The mentor committee serves a variety of roles for the faculty. Laura Stiles is the leader of the committee and has been a science teacher at Wakefield for over twenty years.
“My primary role is a mentor coordinator,” Stiles said. “I am the in-building person who helps with the mentor teachers and [first year] teachers to ensure that they are getting the support they need for instruction, discipline, classroom management, etcetera.”
Stiles has recently found that a lot of new teachers come into the profession in an unconventional way. But, these new teachers tend to have more life experiences.
“Lately, we have had teachers coming to us through an alternate route,” Stiles said. “They went to college, got a degree, but they didn’t go to college for teaching. So, they don’t have a student teaching background.”
I wanted to make a difference, a big impact in others lives and this was by far the best fit.”
— Plunkett
Plunkett, a ninth through twelfth special education teacher, was one of the winners of WHS’s first-year teacher award. Originally, she wasn’t a teacher.
“I stayed at home with my two children before teaching,” Plunkett said. “I attempted to work at State Employees’ Credit Union with the promises of upward movement and pay, but I was very unhappy not being around children.”

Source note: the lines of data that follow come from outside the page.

impl<S: AttachmentSetup> RenderTargetPass<S> {
    pub fn with_setup(device: &Arc<VulkanDevice>, swapchain: &Swapchain, mut setup: S) -> Result<Self> {
        let render_pass = setup.create_render_pass(device, swapchain.format)?;

        let mut pass = Self {
            render_pass,
            framebuffers: Vec::with_capacity(swapchain.image_count()),
            extent: swapchain.extent,
            setup,
            device: device.clone(),
            destroyed: false,
        };
        // On failure `pass` is dropped and cleans up what was built
        pass.build_targets(swapchain)?;

        log::debug!(
            "Render pass ready: {} framebuffers, {:?}",
            pass.framebuffers.len(),
            pass.setup.samples()
        );
        Ok(pass)
    }

    fn build_targets(&mut self, swapchain: &Swapchain) -> Result<()> {
        self.setup.recreate(&self.device, swapchain.extent)?;
        self.extent = swapchain.extent;

        let mut attachments = Vec::new();
        for &view in &swapchain.image_views {
            attachments.clear();
            self.setup.framebuffer_attachments(view, &mut attachments);

            let create_info = vk::FramebufferCreateInfo::default()
                .render_pass(self.render_pass)
                .attachments(&attachments)
                .width(self.extent.width)
                .height(self.extent.height)
                .layers(1);

            let framebuffer = unsafe { self.device.device.create_framebuffer(&create_info, None) }
                .context("Failed to create framebuffer")?;
            self.framebuffers.push(framebuffer);
        }

        Ok(())
    }

    fn destroy_targets(&mut self) {
        for framebuffer in self.framebuffers.drain(..) {
            unsafe { self.device.device.destroy_framebuffer(framebuffer, None) };
        }
        self.setup.cleanup();
    }

    /// Rebuild attachments and framebuffers for the (new) swapchain; the render pass is kept
    pub fn recreate(&mut self, swapchain: &Swapchain) -> Result<()> {
        anyhow::ensure!(!self.destroyed, "recreate called on a destroyed render pass");

        self.destroy_targets();
        self.build_targets(swapchain)?;

        log::debug!(
            "Render pass recreated at {}x{}",
            self.extent.width,
            self.extent.height
        );
        Ok(())
    }

    /// Begin the pass on `cmd` and set a full-extent viewport and scissor
    pub fn begin(&self, cmd: vk::CommandBuffer, image_index: u32, clear_values: &[vk::ClearValue]) {
        let render_area = vk::Rect2D {
            offset: vk::Offset2D::default(),
            extent: self.extent,
        };
        let begin_info = vk::RenderPassBeginInfo::default()
            .render_pass(self.render_pass)
            .framebuffer(self.framebuffers[image_index as usize])
            .render_area(render_area)
            .clear_values(clear_values);

        let viewport = vk::Viewport {
            x: 0.0,
            y: 0.0,
            width: self.extent.width as f32,
            height: self.extent.height as f32,
            min_depth: 0.0,
            max_depth: 1.0,
        };

        let device = &self.device.device;
        unsafe {
            device.cmd_begin_render_pass(cmd, &begin_info, vk::SubpassContents::INLINE);
            device.cmd_set_viewport(cmd, 0, &[viewport]);
            device.cmd_set_scissor(cmd, 0, &[render_area]);
        }
    }

    pub fn end(&self, cmd: vk::CommandBuffer) {
        unsafe { self.device.device.cmd_end_render_pass(cmd) };
    }

    /// Destroy framebuffers, attachments and the render pass. Terminal.
    pub fn cleanup(&mut self) {
        if self.destroyed {
            return;
        }
        self.destroy_targets();
        unsafe { self.device.device.destroy_render_pass(self.render_pass, None) };
        self.render_pass = vk::RenderPass::null();
        self.destroyed = true;
    }

    pub fn handle(&self) -> vk::RenderPass {
        self.render_pass
    }

    pub fn framebuffer(&self, index: usize) -> vk::Framebuffer {
        self.framebuffers[index]
    }

    pub fn framebuffer_count(&self) -> usize {
        self.framebuffers.len()
    }

    pub fn extent(&self) -> vk::Extent2D {
        self.extent
    }

    pub fn samples(&self) -> vk::SampleCountFlags {
        self.setup.samples()
    }

    pub fn setup(&self) -> &S {
        &self.setup
    }

    pub fn setup_mut(&mut self) -> &mut S {
        &mut self.setup
    }

    pub fn is_destroyed(&self) -> bool {
        self.destroyed
    }
}

impl<S: AttachmentSetup> Drop for RenderTargetPass<S> {
    fn drop(&mut self) {
        self.cleanup();
    }
}
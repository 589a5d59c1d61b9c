// Synchronization primitives
//
// One semaphore pair and one fence per frame in flight. Created once and
// kept across swapchain recreation.

use anyhow::{Context, Result};
use ash::vk;
use std::sync::Arc;

use super::VulkanDevice;

/// Frame synchronization - one per frame in flight
pub struct FrameSync {
    pub image_available: vk::Semaphore,
    pub render_finished: vk::Semaphore,
    pub in_flight_fence: vk::Fence,
}

impl FrameSync {
    pub fn new(device: &VulkanDevice) -> Result<Self> {
        let device = &device.device;
        let semaphore_info = vk::SemaphoreCreateInfo::default();
        // Signaled so the first wait on each slot returns immediately
        let fence_info = vk::FenceCreateInfo::default().flags(vk::FenceCreateFlags::SIGNALED);

        let semaphores = create_all(
            2,
            || unsafe { device.create_semaphore(&semaphore_info, None) }.context("Failed to create semaphore"),
            |semaphore| unsafe { device.destroy_semaphore(semaphore, None) },
        )?;

        let fence = match unsafe { device.create_fence(&fence_info, None) } {
            Ok(fence) => fence,
            Err(e) => {
                for semaphore in semaphores {
                    unsafe { device.destroy_semaphore(semaphore, None) };
                }
                return Err(e).context("Failed to create fence");
            }
        };

        Ok(Self {
            image_available: semaphores[0],
            render_finished: semaphores[1],
            in_flight_fence: fence,
        })
    }

    pub fn destroy(&self, device: &ash::Device) {
        unsafe {
            device.destroy_semaphore(self.image_available, None);
            device.destroy_semaphore(self.render_finished, None);
            device.destroy_fence(self.in_flight_fence, None);
        }
    }
}

/// Sync objects for every in-flight slot
pub struct FrameSyncSet {
    frames: Vec<FrameSync>,
    device: Arc<VulkanDevice>,
}

impl FrameSyncSet {
    pub fn new(device: Arc<VulkanDevice>, max_frames_in_flight: usize) -> Result<Self> {
        let frames = create_all(
            max_frames_in_flight,
            || FrameSync::new(&device),
            |sync| sync.destroy(&device.device),
        )?;
        Ok(Self { frames, device })
    }

    pub fn get(&self, frame: usize) -> &FrameSync {
        &self.frames[frame]
    }

    pub fn len(&self) -> usize {
        self.frames.len()
    }

    pub fn is_empty(&self) -> bool {
        self.frames.is_empty()
    }
}

/// Create `count` objects in order. If one fails, the ones already created are
/// handed to `release` and the error is returned.
fn create_all<T>(
    count: usize,
    mut create: impl FnMut() -> Result<T>,
    mut release: impl FnMut(T),
) -> Result<Vec<T>> {
    let mut created = Vec::with_capacity(count);
    for _ in 0..count {
        match create() {
            Ok(item) => created.push(item),
            Err(e) => {
                created.into_iter().for_each(&mut release);
                return Err(e);
            }
        }
    }
    Ok(created)
}

impl Drop for FrameSyncSet {
    fn drop(&mut self) {
        for sync in &self.frames {
            sync.destroy(&self.device.device);
        }
    }
}

#[cfg(test)]
mod tests {
    use super::*;
    use std::cell::RefCell;

    #[test]
    fn failed_creation_releases_earlier_objects() {
        let released = RefCell::new(Vec::new());
        let mut next = 0;

        let result = create_all(
            4,
            || {
                next += 1;
                anyhow::ensure!(next < 3, "out of handles");
                Ok(next)
            },
            |item| released.borrow_mut().push(item),
        );

        assert!(result.is_err());
        assert_eq!(*released.borrow(), vec![1, 2]);
    }

    #[test]
    fn successful_creation_releases_nothing() {
        let mut released = 0;
        let mut next = 0;

        let created = create_all(
            3,
            || {
                next += 1;
                Ok(next)
            },
            |_| released += 1,
        )
        .unwrap();

        assert_eq!(created, vec![1, 2, 3]);
        assert_eq!(released, 0);
    }
}
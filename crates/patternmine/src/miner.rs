//! Main entry point tying loading, cleaning and agents together.

use std::path::{Path, PathBuf};
use std::sync::Arc;

use serde::{Deserialize, Serialize};
use tracing::info;

use crate::agents::{
    ChurnAgent, ProfitRulesAgent, ProfitabilityAgent, Registry, RepeatClientAgent, RuleAgent,
    SeasonalityAgent, TendersAgent,
};
use crate::engine::OutlierDetector;
use crate::error::{PatternError, Result};
use crate::input::{DatasetLoader, LoadedDataset};
use crate::normalize::{Cleaner, OutlierPolicy};
use crate::record::Record;
use crate::report::{detect_at_risk, standard_schema, AtRiskReport, DatasetProfile, DatasetReport};

/// Configuration for a mining run.
#[derive(Debug, Clone, PartialEq, Serialize, Deserialize)]
#[serde(default)]
pub struct MinerConfig {
    /// Directory holding `<dataset>/<year>/<file>.json`.
    pub data_root: PathBuf,
    /// Years to load (None = every numeric subdirectory).
    pub years: Option<Vec<String>>,
    /// Absolute z-score above which a value is an outlier.
    pub outlier_threshold: f64,
    /// Observations a field needs before outliers are evaluated.
    pub min_observations: usize,
    /// Normalize records before handing them to agents.
    pub clean: bool,
    /// Outlier handling while cleaning.
    pub outlier_policy: OutlierPolicy,
}

impl Default for MinerConfig {
    fn default() -> Self {
        Self {
            data_root: PathBuf::from("data"),
            years: None,
            outlier_threshold: 3.0,
            min_observations: 5,
            clean: false,
            outlier_policy: OutlierPolicy::Flag,
        }
    }
}

impl MinerConfig {
    /// Read a configuration from a JSON file. Missing keys take defaults.
    pub fn from_file(path: impl AsRef<Path>) -> Result<Self> {
        let path = path.as_ref();
        let text = std::fs::read_to_string(path).map_err(|e| PatternError::Io {
            path: path.to_path_buf(),
            source: e,
        })?;
        let config: Self = serde_json::from_str(&text)?;
        config.validate()?;
        Ok(config)
    }

    pub fn validate(&self) -> Result<()> {
        if self.outlier_threshold.is_nan() || self.outlier_threshold <= 0.0 {
            return Err(PatternError::Config(format!(
                "outlier_threshold must be positive, got {}",
                self.outlier_threshold
            )));
        }
        if self.min_observations < 2 {
            return Err(PatternError::Config(format!(
                "min_observations must be at least 2, got {}",
                self.min_observations
            )));
        }
        Ok(())
    }

    pub fn detector(&self) -> OutlierDetector {
        OutlierDetector::new()
            .with_threshold(self.outlier_threshold)
            .with_min_observations(self.min_observations)
    }
}

/// Report over every standard dataset.
#[derive(Debug, Clone, Serialize, Deserialize)]
pub struct MiningReport {
    pub datasets: Vec<DatasetReport>,
    /// `None` when no project matches the at-risk configuration.
    pub at_risk: Option<AtRiskReport>,
}

/// Loads datasets and wires them into agents.
#[derive(Debug, Clone)]
pub struct Miner {
    config: MinerConfig,
    loader: DatasetLoader,
}

impl Miner {
    pub fn new() -> Self {
        Self::with_config(MinerConfig::default())
    }

    pub fn with_config(config: MinerConfig) -> Self {
        let mut loader = DatasetLoader::new(&config.data_root);
        if let Some(ref years) = config.years {
            loader = loader.with_years(years);
        }
        Self { config, loader }
    }

    pub fn config(&self) -> &MinerConfig {
        &self.config
    }

    /// Load a dataset, cleaning it when configured to.
    pub fn load(&self, dataset: &str) -> Result<LoadedDataset> {
        self.load_file(dataset, dataset)
    }

    /// Load a named file of a dataset, cleaning it when configured to.
    ///
    /// Cleaning coerces the file's declared field types first.
    pub fn load_file(&self, dataset: &str, file_stem: &str) -> Result<LoadedDataset> {
        let mut loaded = self.loader.load_file(dataset, file_stem)?;
        if self.config.clean {
            let cleaned = self.cleaner(file_stem).clean(&loaded.records);
            info!(
                dataset,
                duplicates = cleaned.normalize.duplicates_removed,
                filled = cleaned.normalize.values_filled,
                coercion_failures = cleaned.normalize.coercion_failures,
                outliers = cleaned.outliers.total(),
                "cleaned dataset"
            );
            loaded.records = cleaned.records;
        }
        Ok(loaded)
    }

    /// The cleaning pipeline for one dataset file under this configuration.
    pub fn cleaner(&self, file_stem: &str) -> Cleaner {
        let cleaner = Cleaner::new()
            .with_detector(self.config.detector())
            .with_policy(self.config.outlier_policy);
        match standard_schema(file_stem) {
            Some(schema) => cleaner.with_schema(schema),
            None => cleaner,
        }
    }

    /// Build a registry holding every agent over its dataset.
    pub fn registry(&self) -> Result<Registry> {
        let crm = self.shared("crm_data")?;
        let projects = self.shared("project_data")?;
        let erp = self.shared("erp_data")?;
        let hr = self.shared("hr_data")?;
        let financial = self.shared("financial_data")?;
        let tenders = self.shared("call_for_tenders")?;
        let responses: Arc<[Record]> = self
            .load_file("call_for_tenders", "tender_responses")?
            .records
            .into();

        let mut registry = Registry::new();
        registry.register(ChurnAgent::new(crm));
        registry.register(SeasonalityAgent::new(Arc::clone(&projects)));
        registry.register(ProfitabilityAgent::new(Arc::clone(&projects)));
        registry.register(RepeatClientAgent::new(Arc::clone(&projects)));
        registry.register(RuleAgent::success_recipe(Arc::clone(&projects)));
        registry.register(ProfitRulesAgent::new(projects));
        registry.register(RuleAgent::erp(erp));
        registry.register(RuleAgent::hr(hr));
        registry.register(RuleAgent::financial(financial));
        registry.register(TendersAgent::new(tenders, responses));
        Ok(registry)
    }

    /// Outlier, seasonality and correlation report over the standard datasets.
    pub fn report(&self) -> Result<MiningReport> {
        let detector = self.config.detector();
        let mut datasets = Vec::new();
        let mut at_risk = None;

        for profile in DatasetProfile::standard() {
            let loaded = self.load(&profile.dataset)?;
            datasets.push(DatasetReport::build(&profile, &loaded.records, &detector));
            if profile.dataset == "project_data" {
                at_risk = detect_at_risk(&loaded.records);
            }
        }

        Ok(MiningReport { datasets, at_risk })
    }

    fn shared(&self, dataset: &str) -> Result<Arc<[Record]>> {
        Ok(self.load(dataset)?.records.into())
    }
}

impl Default for Miner {
    fn default() -> Self {
        Self::new()
    }
}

Plunkett was then pulled in a different direction after stepping her foot into the education system. Although, the process to get there wasn’t easy.
“I’ve had experience with lower grades, upper grades and initially desired to teach social studies,” Plunkett said. “Even after going through the proper schooling to teach social studies, it was very difficult to get an interview, much less a job. I taught in a Charter School with younger students, but I felt like I could be my more authentic self with high school-aged students and reach them in a more holistic capacity.”
The second new teacher to win this award was Selena Wallace, a food and nutrition teacher who also did not start on a conventional route to education.
“I originally went to college to be in healthcare, I wanted to be a registered dietitian,” Wallace said. “I fell in love with the community aspect of nutrition, more so than the clinical side of it.”
Through schooling, Wallace learned about preventable diseases of the body through poor nutrition and realized she could potentially prevent these diseases.

“We traced it back to where it all began, which is childhood. Part of my passion was preventative care all along,” Wallace said. “So, I thought about how I could combine preventative care and community, and that was to target those that are getting ready to travel into adulthood.”
Both Plunkett and Wallace said that they felt a pull towards teaching and plan on staying at Wakefield for at least a few years. All teachers have a specific reason as to why they began teaching, but Plunkett’s is universal.
“The desire to advocate for students and their families that may not have had equitable access to education [is the reason I began teaching],” Plunkett said. “I wanted to make a difference, a big impact in others lives and this was by far the best fit.”